(Stored data)
===

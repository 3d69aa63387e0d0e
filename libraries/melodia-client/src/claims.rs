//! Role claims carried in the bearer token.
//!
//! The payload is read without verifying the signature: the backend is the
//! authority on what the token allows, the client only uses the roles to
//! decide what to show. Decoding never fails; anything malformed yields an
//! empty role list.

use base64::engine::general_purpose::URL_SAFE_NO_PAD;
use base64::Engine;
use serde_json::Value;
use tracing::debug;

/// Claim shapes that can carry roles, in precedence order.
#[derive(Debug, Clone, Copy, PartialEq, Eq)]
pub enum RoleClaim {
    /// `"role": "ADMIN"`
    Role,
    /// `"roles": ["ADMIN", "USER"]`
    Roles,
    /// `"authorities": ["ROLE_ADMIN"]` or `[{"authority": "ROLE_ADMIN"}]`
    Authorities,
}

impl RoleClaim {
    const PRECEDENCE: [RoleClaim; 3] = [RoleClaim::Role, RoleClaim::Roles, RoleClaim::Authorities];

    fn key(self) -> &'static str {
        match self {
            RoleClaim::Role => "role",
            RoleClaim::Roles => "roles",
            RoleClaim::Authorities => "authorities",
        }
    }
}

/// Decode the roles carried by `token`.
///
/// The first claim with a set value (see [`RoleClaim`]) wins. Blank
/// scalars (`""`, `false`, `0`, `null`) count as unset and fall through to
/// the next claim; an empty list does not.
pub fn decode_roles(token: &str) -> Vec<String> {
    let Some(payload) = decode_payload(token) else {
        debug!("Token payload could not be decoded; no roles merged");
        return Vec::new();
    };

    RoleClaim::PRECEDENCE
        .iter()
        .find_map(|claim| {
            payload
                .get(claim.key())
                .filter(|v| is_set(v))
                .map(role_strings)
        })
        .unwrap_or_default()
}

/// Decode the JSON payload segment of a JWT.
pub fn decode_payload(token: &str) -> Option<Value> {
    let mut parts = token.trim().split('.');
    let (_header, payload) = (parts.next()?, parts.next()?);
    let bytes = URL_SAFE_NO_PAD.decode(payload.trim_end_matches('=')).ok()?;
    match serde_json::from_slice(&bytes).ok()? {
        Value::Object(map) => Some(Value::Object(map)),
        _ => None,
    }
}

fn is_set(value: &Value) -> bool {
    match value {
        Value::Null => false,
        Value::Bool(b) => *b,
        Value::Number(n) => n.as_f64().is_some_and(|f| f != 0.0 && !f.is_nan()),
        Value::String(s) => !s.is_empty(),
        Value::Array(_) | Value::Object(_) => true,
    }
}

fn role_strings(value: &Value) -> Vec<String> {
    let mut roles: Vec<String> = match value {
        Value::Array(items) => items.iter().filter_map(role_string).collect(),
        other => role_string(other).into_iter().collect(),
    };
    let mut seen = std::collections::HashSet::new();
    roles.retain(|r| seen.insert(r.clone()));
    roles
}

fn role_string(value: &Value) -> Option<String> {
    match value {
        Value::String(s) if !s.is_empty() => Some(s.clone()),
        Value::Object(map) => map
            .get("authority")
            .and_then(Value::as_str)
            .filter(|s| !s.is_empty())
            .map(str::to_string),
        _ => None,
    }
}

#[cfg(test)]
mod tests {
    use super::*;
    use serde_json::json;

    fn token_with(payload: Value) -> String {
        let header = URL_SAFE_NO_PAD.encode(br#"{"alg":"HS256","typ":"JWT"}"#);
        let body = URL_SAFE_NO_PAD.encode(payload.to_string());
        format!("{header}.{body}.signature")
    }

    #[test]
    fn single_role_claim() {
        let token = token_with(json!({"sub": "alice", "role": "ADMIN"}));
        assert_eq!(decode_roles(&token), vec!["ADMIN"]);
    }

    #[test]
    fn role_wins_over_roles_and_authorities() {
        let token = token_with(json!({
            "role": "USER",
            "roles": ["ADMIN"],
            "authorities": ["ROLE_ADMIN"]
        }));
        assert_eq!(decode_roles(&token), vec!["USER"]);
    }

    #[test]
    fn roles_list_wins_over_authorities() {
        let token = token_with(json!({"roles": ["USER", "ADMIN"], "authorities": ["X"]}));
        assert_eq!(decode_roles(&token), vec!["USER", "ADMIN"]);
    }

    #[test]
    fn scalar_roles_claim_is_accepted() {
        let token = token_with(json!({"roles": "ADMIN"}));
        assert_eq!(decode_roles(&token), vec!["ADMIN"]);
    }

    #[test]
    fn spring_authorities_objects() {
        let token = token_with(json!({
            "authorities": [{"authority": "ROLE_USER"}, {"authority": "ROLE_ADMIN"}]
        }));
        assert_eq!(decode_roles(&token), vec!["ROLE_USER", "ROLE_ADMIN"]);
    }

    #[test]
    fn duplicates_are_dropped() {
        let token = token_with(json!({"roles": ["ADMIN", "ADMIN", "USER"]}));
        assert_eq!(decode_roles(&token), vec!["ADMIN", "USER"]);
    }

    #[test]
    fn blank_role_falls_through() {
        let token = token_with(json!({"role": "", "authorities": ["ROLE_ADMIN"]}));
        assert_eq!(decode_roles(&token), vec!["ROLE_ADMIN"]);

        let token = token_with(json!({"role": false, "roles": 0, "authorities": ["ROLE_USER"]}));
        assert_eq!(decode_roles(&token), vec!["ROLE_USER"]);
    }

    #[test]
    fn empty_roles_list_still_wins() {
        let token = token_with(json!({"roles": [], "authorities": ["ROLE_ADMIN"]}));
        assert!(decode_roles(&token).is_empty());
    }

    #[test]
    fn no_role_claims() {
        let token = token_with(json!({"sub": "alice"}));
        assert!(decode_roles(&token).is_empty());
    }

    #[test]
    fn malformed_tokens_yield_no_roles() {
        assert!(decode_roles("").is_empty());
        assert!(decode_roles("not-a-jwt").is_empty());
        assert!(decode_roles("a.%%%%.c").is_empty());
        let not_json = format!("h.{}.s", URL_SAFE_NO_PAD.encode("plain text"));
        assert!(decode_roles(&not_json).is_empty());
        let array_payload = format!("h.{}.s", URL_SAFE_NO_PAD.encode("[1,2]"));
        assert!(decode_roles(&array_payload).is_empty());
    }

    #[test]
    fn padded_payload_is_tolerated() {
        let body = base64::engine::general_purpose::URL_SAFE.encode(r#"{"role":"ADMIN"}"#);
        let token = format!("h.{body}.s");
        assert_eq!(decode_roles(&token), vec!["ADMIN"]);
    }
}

===

* **TASK GOAL**: Report, from the entries above, each line where "format" is found.

* **ANSWER SPACE**:
        format!("{header}.{body}.signature")
        let not_json = format!("h.{}.s", URL_SAFE_NO_PAD.encode("plain text"));
        let array_payload = format!("h.{}.s", URL_SAFE_NO_PAD.encode("[1,2]"));
        let token = format!("h.{body}.s");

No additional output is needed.